• [What you are asked to do]: Among the entries below, please show each line that carries the word "ProducerMaterial".
◇ ◇ ◇ ◇ ◇ ◇ ◇
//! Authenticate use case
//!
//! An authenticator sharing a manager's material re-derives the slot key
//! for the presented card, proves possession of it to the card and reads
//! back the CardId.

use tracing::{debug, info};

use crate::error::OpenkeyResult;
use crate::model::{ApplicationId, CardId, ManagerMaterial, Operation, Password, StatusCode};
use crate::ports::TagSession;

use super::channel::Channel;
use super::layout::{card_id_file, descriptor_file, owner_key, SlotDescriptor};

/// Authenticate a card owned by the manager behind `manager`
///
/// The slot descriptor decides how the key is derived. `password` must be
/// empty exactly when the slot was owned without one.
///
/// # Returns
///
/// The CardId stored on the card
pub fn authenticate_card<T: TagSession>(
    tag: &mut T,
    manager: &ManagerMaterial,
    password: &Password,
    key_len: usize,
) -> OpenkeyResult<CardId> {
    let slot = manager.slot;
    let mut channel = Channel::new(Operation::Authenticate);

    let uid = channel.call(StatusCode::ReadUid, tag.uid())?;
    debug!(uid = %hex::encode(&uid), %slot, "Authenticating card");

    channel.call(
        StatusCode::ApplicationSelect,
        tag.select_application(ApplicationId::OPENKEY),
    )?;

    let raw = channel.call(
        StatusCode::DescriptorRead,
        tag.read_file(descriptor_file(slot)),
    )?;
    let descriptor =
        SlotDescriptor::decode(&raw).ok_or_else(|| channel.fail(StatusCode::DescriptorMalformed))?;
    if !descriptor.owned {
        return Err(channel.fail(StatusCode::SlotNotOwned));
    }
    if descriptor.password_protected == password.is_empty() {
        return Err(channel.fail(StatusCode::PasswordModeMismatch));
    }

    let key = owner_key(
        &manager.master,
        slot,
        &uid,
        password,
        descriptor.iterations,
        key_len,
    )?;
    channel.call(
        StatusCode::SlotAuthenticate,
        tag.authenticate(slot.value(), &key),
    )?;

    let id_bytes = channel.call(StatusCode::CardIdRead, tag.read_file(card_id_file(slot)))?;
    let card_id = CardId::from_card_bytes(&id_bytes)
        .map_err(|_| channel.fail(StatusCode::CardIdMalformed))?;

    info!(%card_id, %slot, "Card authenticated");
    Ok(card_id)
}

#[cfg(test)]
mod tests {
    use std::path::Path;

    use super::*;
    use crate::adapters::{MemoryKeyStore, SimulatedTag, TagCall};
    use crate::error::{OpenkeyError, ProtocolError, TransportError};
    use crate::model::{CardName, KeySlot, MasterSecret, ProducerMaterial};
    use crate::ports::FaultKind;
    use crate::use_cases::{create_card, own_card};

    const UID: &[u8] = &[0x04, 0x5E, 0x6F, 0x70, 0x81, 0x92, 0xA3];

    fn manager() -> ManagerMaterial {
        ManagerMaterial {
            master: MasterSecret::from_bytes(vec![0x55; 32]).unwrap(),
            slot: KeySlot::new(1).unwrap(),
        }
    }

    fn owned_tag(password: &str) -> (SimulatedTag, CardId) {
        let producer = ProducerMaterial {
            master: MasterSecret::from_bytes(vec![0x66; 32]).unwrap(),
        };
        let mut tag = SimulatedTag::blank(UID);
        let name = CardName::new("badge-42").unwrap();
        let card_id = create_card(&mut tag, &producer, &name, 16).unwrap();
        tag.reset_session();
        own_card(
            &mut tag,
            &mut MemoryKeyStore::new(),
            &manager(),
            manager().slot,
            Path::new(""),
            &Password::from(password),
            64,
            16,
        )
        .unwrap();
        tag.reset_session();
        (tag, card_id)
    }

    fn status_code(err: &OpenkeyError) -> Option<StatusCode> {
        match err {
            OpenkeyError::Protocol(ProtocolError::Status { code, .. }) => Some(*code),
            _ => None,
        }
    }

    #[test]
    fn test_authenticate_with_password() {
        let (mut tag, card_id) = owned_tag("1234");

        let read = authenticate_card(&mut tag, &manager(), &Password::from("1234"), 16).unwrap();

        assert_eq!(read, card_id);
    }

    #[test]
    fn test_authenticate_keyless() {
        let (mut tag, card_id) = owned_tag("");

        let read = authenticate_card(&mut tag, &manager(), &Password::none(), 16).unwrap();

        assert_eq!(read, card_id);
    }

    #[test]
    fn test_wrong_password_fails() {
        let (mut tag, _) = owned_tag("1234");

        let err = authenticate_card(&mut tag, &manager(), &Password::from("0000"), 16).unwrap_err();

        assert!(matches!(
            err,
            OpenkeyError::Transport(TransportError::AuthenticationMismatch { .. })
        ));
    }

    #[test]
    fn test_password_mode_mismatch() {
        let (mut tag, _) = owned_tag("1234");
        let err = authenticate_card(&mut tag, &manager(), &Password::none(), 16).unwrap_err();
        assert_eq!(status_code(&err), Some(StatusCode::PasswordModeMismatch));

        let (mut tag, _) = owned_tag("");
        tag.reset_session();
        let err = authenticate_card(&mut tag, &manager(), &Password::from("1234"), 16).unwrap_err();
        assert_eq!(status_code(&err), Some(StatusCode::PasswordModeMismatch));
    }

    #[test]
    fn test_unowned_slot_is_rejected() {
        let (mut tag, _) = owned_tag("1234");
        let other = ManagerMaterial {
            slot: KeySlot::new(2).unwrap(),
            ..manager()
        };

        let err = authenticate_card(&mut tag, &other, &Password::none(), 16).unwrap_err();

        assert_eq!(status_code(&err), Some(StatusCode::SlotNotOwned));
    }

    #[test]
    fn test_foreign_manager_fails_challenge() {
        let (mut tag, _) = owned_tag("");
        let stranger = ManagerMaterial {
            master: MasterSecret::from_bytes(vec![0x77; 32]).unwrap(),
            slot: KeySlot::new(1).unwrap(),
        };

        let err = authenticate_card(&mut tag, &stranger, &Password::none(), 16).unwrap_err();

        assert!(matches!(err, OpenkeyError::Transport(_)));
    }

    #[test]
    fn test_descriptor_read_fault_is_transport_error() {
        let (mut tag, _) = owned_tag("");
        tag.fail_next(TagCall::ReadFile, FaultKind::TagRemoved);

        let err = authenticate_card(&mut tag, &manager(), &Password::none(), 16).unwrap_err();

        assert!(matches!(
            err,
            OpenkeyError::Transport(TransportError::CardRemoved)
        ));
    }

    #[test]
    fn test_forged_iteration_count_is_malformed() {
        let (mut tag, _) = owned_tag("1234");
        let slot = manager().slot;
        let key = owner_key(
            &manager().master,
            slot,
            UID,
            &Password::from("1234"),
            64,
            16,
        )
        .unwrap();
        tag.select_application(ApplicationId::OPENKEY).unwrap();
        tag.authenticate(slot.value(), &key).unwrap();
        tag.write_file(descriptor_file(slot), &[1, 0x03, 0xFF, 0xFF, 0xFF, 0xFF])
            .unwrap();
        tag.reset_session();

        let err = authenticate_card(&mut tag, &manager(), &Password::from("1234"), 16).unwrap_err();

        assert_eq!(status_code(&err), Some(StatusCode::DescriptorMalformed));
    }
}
◇ ◇ ◇ ◇ ◇ ◇ ◇
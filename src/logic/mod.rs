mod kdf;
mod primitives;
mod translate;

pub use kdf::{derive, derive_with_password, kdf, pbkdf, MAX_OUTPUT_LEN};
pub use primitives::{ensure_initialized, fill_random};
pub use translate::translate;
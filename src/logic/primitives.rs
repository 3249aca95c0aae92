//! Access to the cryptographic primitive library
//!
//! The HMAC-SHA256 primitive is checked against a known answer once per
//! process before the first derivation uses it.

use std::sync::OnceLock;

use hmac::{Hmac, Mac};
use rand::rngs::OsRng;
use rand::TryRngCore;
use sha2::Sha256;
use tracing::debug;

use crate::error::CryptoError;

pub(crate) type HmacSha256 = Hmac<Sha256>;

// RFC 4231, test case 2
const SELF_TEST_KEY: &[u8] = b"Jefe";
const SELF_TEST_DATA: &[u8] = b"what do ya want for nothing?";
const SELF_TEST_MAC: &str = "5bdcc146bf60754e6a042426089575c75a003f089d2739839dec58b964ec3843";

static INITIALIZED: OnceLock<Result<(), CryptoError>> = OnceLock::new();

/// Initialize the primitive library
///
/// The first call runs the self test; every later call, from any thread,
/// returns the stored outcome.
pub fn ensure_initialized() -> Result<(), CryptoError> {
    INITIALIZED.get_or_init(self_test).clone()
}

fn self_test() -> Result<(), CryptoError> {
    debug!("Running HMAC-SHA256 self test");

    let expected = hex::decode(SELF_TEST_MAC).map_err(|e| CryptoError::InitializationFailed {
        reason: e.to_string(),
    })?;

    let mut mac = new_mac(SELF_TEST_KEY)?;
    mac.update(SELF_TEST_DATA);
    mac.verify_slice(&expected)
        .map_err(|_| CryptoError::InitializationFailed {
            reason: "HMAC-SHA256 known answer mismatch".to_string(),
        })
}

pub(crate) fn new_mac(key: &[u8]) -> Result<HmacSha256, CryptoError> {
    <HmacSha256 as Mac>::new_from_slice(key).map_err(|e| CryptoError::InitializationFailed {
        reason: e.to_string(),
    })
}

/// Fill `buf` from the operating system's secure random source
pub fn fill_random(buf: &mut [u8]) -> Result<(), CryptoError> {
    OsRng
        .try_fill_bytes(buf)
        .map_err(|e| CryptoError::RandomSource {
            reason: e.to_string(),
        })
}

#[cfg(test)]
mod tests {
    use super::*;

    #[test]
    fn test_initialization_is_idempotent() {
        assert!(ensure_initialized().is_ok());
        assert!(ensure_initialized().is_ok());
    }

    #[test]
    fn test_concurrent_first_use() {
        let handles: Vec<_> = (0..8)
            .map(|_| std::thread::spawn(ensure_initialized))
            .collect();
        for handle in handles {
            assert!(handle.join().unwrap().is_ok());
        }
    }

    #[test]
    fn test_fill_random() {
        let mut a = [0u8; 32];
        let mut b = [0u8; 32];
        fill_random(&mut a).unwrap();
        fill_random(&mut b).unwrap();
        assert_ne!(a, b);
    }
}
◇ ◇ ◇ ◇ ◇ ◇ ◇
• [Answer to this exercise]:
    use crate::model::{CardName, KeySlot, MasterSecret, ProducerMaterial};
        let producer = ProducerMaterial {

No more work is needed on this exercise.